To illustrate and address this need, we embedded an early pilot study (Kaczanowska et al., 2022) for low-access exploration of human brain evolution. Setting out, we identified two key limitations of our earlier approach: the need for more comprehensive genetic and FN datasets and improving the user-friendly adaptability of the workflows to other evolutionary or neurogenetic research questions. We addressed this by relaxing three constraints on ω-values to expand the genetic dataset for more robust later biclustering (Figures 1, 2). To increase our FN space, we transitioned our workflow to incorporate data from the Neurosynth database, an expanding open database that covers the entire spectrum of human tasks (Figure 1; Supplementary Figure 2). Simultaneously, integrating the Neurosynth database into our workflow allows for easy keyword-based querying and analysis of the selected task sets by the user. Moreover, we embedded this approach into a low-access, user-friendly workflow that reconstructs and links trait patterns at (i) the brain FN, (ii) cellular, and (iii) molecular levels (Figure 1).

4.2 Divergent evolutionary pressures on socio-affective traits

By integrating archaic genome data, human brain gene expression, and fMRI network data, this study uncovered evolutionary patterns that connect genetic changes to alterations in the socio-affective brain networks. This study builds upon a previous study (Kaczanowska et al., 2022) to reconstruct traces of adaptive selection across cognitive traits, offering a comprehensive perspective on the evolutionary pressures that shape diverse cognitive functions.

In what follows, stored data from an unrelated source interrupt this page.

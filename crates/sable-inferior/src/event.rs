use crate::port::RawBreakpointId;

/// Low-level event observed on the inferior.
///
/// One event is produced per [wait_event](crate::port::InferiorPort::wait_event)
/// call; events are immutable once produced.
#[derive(Debug, Clone, PartialEq, Eq)]
pub enum Event {
    /// A thread stopped with no signal (single-step completion, or a stop
    /// requested by the transport itself).
    Stopped,

    /// A thread stopped after receiving the given signal.
    Signaled(i32),

    /// The inferior exited with the given code.
    Exited(i32),

    /// A thread stopped on a raw breakpoint inserted through the port.
    ///
    /// The id is the one returned by
    /// [insert_breakpoint](crate::port::InferiorPort::insert_breakpoint);
    /// `RawBreakpointId(0)` denotes a trap the port cannot attribute to any
    /// inserted breakpoint.
    HitBreakpoint(RawBreakpointId),

    /// The managed runtime delivered a notification over its channel.
    Notification {
        /// Notification code.
        kind: Notification,
        /// First payload word (meaning depends on `kind`).
        data: u64,
        /// Second payload word (meaning depends on `kind`).
        data2: u64,
    },

    /// An asynchronous native call issued through
    /// [call_method](crate::port::InferiorPort::call_method) completed.
    CallbackCompleted {
        /// Call id the completion belongs to.
        call_id: u64,
        /// First result word.
        data: u64,
        /// Second result word.
        data2: u64,
    },

    /// A stop caused by [interrupt](crate::port::InferiorPort::interrupt).
    Interrupted,
}

/// Notification codes delivered by the managed runtime.
///
/// Codes not part of the fixed vocabulary are passed through as
/// [Other](Self::Other) and handed to the
/// [RuntimeBackend](crate::runtime::RuntimeBackend) untouched.
#[derive(Debug, Clone, Copy, PartialEq, Eq)]
pub enum Notification {
    /// The inferior reached its managed entry point.
    ReachedMain,

    /// A managed thread was created (`data` = thread id).
    ThreadCreated,

    /// A managed thread exited (`data` = thread id).
    ThreadExited,

    /// The runtime requests the global thread lock.
    AcquireGlobalThreadLock,

    /// The runtime releases the global thread lock.
    ReleaseGlobalThreadLock,

    /// A method was JIT-compiled (`data` = method token, `data2` = entry
    /// address).
    MethodCompiled,

    /// A class finished its initializer (`data` = class pointer).
    ClassInitialized,

    /// An exception was thrown (`data` = exception object, `data2` = throw
    /// site address).
    ExceptionThrown,

    /// A thrown exception found a handler.
    ExceptionHandled,

    /// A thrown exception reached the top of the stack unhandled.
    UnhandledException,

    /// A code outside the fixed vocabulary.
    Other(u64),
}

Comparative genomics has identified the key genetic factors underlying human brain evolution. Genes exhibiting accelerated evolution in humans frequently play roles in brain development, as well as neuronal function and cognition (Florio et al., 2015; Pinson et al., 2022; Enard et al., 2009). Furthermore, comparative studies of Neanderthal and Denisovan allelic variants and introgressions provide insights into the genetic basis of human cognitive traits and the potential impact of interbreeding (Zeberg et al., 2024). However, these approaches typically focus on single genes and only a limited number of brain functions (e.g., language, disease, and cultural evolution) (Zhou et al., 2024; Reilly et al., 2022; Enard et al., 2009; Rong et al., 2023; Fogarty et al., 2017). Here, we sought to address the need to complement these target approaches with a more holistic reconstruction of multigenic effects across a broad range of brain functional traits (Piszczek et al., 2023). Therefore, we built our approach on a genome-wide exploration of brain gene sets that have undergone adaptive evolution (high-ω ratios) and those that have been under a fixed selection pressure (low-ω ratios) within the human phylogenetic tree. Such evolutionary genetic approaches have been successful in approximating multigenic cognitive evolution (Piszczek et al., 2023). At the brain functional level, we sought to illustrate this approach by reconstructing the evolutionary history across social-affective traits, colloquially thought of as particularly “human” attributes.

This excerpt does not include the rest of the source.